Agentic Digital Assistant

Installation

Project dependencies are managed via uv

$ git clone git@github.com:kluzny/ada.git # clone the repository
$ cd ada # change directory
$ uv venv # initialize a virtual environment
$ uv sync # install python packages
$ cp -pv config.json.example config.json # default configuration file

See the section on backends to determine what additional dependencies you may need to install.

Running

$ python main.py # a minimal REPL for the agent

Backends

ADA supports multiple LLM backends for flexible model deployment. You can switch between backends by changing the backend key in your config.json.

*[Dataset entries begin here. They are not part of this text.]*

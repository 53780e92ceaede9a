//! agentsock: drive a remote task-execution agent over one socket
//!
//! This library provides:
//! - Socket transports (WebSocket, HTTP long-polling, in-process loopback)
//!   speaking the agent's Socket.IO event protocol
//! - A single-flight request/response channel on top of the event stream
//! - The session state a chat frontend renders: message log, input mode,
//!   progress line and element selection
//! - A line-oriented terminal frontend

pub mod cli;
pub mod config;
pub mod core;
pub mod session;
pub mod storage;
pub mod transport;

pub use config::Config;
pub use crate::core::{AgentMode, ChannelError, ChatMessage, ElementSelection, MessageType};
pub use session::{AgentSession, SessionEvent, SessionSettings, SessionSnapshot};
//! Element selection bridge
//!
//! The picker lives outside the session (in the browser it is a script
//! injected into the page). The session only activates it and receives at
//! most one selection per activation.

use std::sync::atomic::{AtomicBool, Ordering};
use std::sync::{Arc, Mutex};

use super::state::SessionState;
use crate::core::{ElementSelection, MessageType};

/// Called with the picked element
pub type SelectionCallback = Box<dyn FnOnce(ElementSelection) + Send>;

/// An element picker the session can drive
pub trait ElementPicker: Send + Sync {
    /// Whether the picker is ready to be activated
    fn is_loaded(&self) -> bool;

    /// Start a pick; `on_pick` runs at most once
    fn activate(&self, on_pick: SelectionCallback);

    /// Tear the picker down, dropping any armed callback
    fn unload(&self);
}

/// Apply a picked element to the session
///
/// Stores it as pending context for the next request, announces it in the
/// log and pre-fills the input.
pub fn apply_selection(state: &SessionState, selection: ElementSelection) {
    state.append(
        MessageType::System,
        format!(
            "Selected {} element: {}",
            selection.tag, selection.selector
        ),
    );
    state.set_input_suggestion(Some(selection.input_suggestion()));
    state.set_pending_selection(Some(selection));
}

/// Connects a picker to the session state
pub struct SelectionBridge {
    picker: Arc<dyn ElementPicker>,
    state: SessionState,
}

impl SelectionBridge {
    pub fn new(picker: Arc<dyn ElementPicker>, state: SessionState) -> Self {
        Self { picker, state }
    }

    pub fn picker(&self) -> &Arc<dyn ElementPicker> {
        &self.picker
    }

    /// Activate the picker
    ///
    /// Returns false when a pick is already under way or the picker is not
    /// loaded; neither case is an error.
    pub fn begin_selection(&self) -> bool {
        if self.state.is_selecting() {
            return false;
        }
        if !self.picker.is_loaded() {
            tracing::debug!("Element picker not loaded, ignoring selection request");
            return false;
        }
        if !self.state.try_begin_selecting() {
            return false;
        }

        let state = self.state.clone();
        self.picker.activate(Box::new(move |selection| {
            state.finish_selecting();
            apply_selection(&state, selection);
        }));
        true
    }

    pub fn unload(&self) {
        self.picker.unload();
        self.state.finish_selecting();
    }
}

/// Picker whose selections are delivered by the host
///
/// The CLI feeds it from `/pick <json>`; an embedding UI would feed it from
/// its own element inspector.
pub struct InjectedPicker {
    loaded: AtomicBool,
    armed: Mutex<Option<SelectionCallback>>,
}

impl Default for InjectedPicker {
    fn default() -> Self {
        Self::new()
    }
}

impl InjectedPicker {
    /// A loaded picker
    pub fn new() -> Self {
        Self {
            loaded: AtomicBool::new(true),
            armed: Mutex::new(None),
        }
    }

    /// A picker that has not been loaded yet
    pub fn unloaded() -> Self {
        Self {
            loaded: AtomicBool::new(false),
            armed: Mutex::new(None),
        }
    }

    pub fn load(&self) {
        self.loaded.store(true, Ordering::SeqCst);
    }

    /// Whether a pick is waiting for a selection
    pub fn is_armed(&self) -> bool {
        self.armed.lock().map(|a| a.is_some()).unwrap_or(false)
    }

    /// Hand a selection to the armed callback
    ///
    /// Returns false if nothing was waiting for one.
    pub fn deliver(&self, selection: ElementSelection) -> bool {
        let callback = match self.armed.lock() {
            Ok(mut armed) => armed.take(),
            Err(poisoned) => poisoned.into_inner().take(),
        };
        match callback {
            Some(callback) => {
                callback(selection);
                true
            }
            None => false,
        }
    }
}

impl ElementPicker for InjectedPicker {
    fn is_loaded(&self) -> bool {
        self.loaded.load(Ordering::SeqCst)
    }

    fn activate(&self, on_pick: SelectionCallback) {
        if let Ok(mut armed) = self.armed.lock() {
            *armed = Some(on_pick);
        }
    }

    fn unload(&self) {
        self.loaded.store(false, Ordering::SeqCst);
        if let Ok(mut armed) = self.armed.lock() {
            armed.take();
        }
    }
}

#[cfg(test)]
mod tests {
    use super::*;

    fn button() -> ElementSelection {
        ElementSelection {
            selector: "#cta".to_string(),
            tag: "button".to_string(),
            class_name: Some("primary big".to_string()),
            text_content: Some("Sign up".to_string()),
            outer_html: "<button id=\"cta\" class=\"primary big\">Sign up</button>".to_string(),
        }
    }

    #[test]
    fn test_pick_updates_state() {
        let state = SessionState::new();
        let picker = Arc::new(InjectedPicker::new());
        let bridge = SelectionBridge::new(picker.clone(), state.clone());

        assert!(bridge.begin_selection());
        assert!(state.is_selecting());
        assert!(picker.deliver(button()));

        assert!(!state.is_selecting());
        assert_eq!(state.pending_selection(), Some(button()));
        assert_eq!(
            state.last_message().unwrap().content,
            "Selected button element: #cta"
        );
        assert_eq!(
            state.input_suggestion().as_deref(),
            Some("Edit this button: \"Sign up\"")
        );
    }

    #[test]
    fn test_begin_ignored_while_selecting() {
        let state = SessionState::new();
        let picker = Arc::new(InjectedPicker::new());
        let bridge = SelectionBridge::new(picker, state);

        assert!(bridge.begin_selection());
        assert!(!bridge.begin_selection());
    }

    #[test]
    fn test_unloaded_picker_is_silent_noop() {
        let state = SessionState::new();
        let picker = Arc::new(InjectedPicker::unloaded());
        let bridge = SelectionBridge::new(picker.clone(), state.clone());

        assert!(!bridge.begin_selection());
        assert!(!state.is_selecting());
        assert!(!picker.is_armed());
        assert_eq!(state.message_count(), 0);
    }

    #[test]
    fn test_callback_runs_at_most_once() {
        let state = SessionState::new();
        let picker = Arc::new(InjectedPicker::new());
        let bridge = SelectionBridge::new(picker.clone(), state.clone());

        bridge.begin_selection();
        assert!(picker.deliver(button()));
        assert!(!picker.deliver(button()));
        assert_eq!(state.message_count(), 1);
    }

    #[test]
    fn test_unload_drops_armed_callback() {
        let state = SessionState::new();
        let picker = Arc::new(InjectedPicker::new());
        let bridge = SelectionBridge::new(picker.clone(), state.clone());

        bridge.begin_selection();
        bridge.unload();
        assert!(!picker.is_loaded());
        assert!(!picker.deliver(button()));
        assert!(!state.is_selecting());
        assert!(state.pending_selection().is_none());
    }
}
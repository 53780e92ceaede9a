use std::process::Command;

fn main() {
    // Get git commit hash (short)
    let git_hash = Command::new("git")
        .args(["rev-parse", "--short", "HEAD"])
        .output()
        .ok()
        .filter(|output| output.status.success())
        .and_then(|output| String::from_utf8(output.stdout).ok())
        .map(|s| s.trim().to_string())
        .filter(|s| !s.is_empty())
        .unwrap_or_else(|| "unknown".to_string());

    // Check if we're on a tagged release
    let is_release = Command::new("git")
        .args(["describe", "--exact-match", "--tags", "HEAD"])
        .output()
        .map(|o| o.status.success())
        .unwrap_or(false);

    if is_release {
        println!("cargo:rustc-env=AGENTSOCK_VERSION_SUFFIX=");
    } else {
        println!("cargo:rustc-env=AGENTSOCK_VERSION_SUFFIX=-dev.{}", git_hash);
    }

    println!("cargo:rerun-if-changed=.git/HEAD");
    println!("cargo:rerun-if-changed=.git/refs/heads");
}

llama-cpp (Local GGUF Models)

The llama-cpp backend runs quantized GGUF models locally using llama-cpp-python. This backend is ideal for running models entirely offline with full privacy.

Features:

  • Runs models locally without internet connection (after initial download)
  • Automatic model download and caching to .ada/llms/ directory
  • Support for CPU and GPU inference (with CUDA/Metal/etc.)
  • Dynamic context window detection from GGUF metadata
  • No external service dependencies

Prerequisites:

Note: llama-cpp-python also supports GPU inference with additional compiler flags, for instance:

# building with CUDA support

$ CMAKE_ARGS="-DGGML_CUDA=on" uv pip install llama-cpp-python --verbose

Refer to the official documentation for your specific GPU llama-cpp-python#installation

Configuration:

{
  "backend": "llama-cpp",
  "backends": {
    "llama-cpp": {
      "model": "phi-2",
      "threads": 4,
      "verbose": false,
      "models": [
        {
          "name": "phi-2",
          "url": "https://huggingface.co/TheBloke/phi-2-GGUF/resolve/main/phi-2.Q8_0.gguf"
        }
      ]
    }
  }
}

Configuration Options:

  • model: Name of the model to use (must match a name in the models array)
  • models: Array of model definitions with name and url fields
  • threads: Number of CPU threads to use (default: 4)
  • verbose: Enable verbose llama.cpp logging (default: false)

Finding Models:

Browse quantized GGUF models on Hugging Face, search for models with the "GGUF" tag.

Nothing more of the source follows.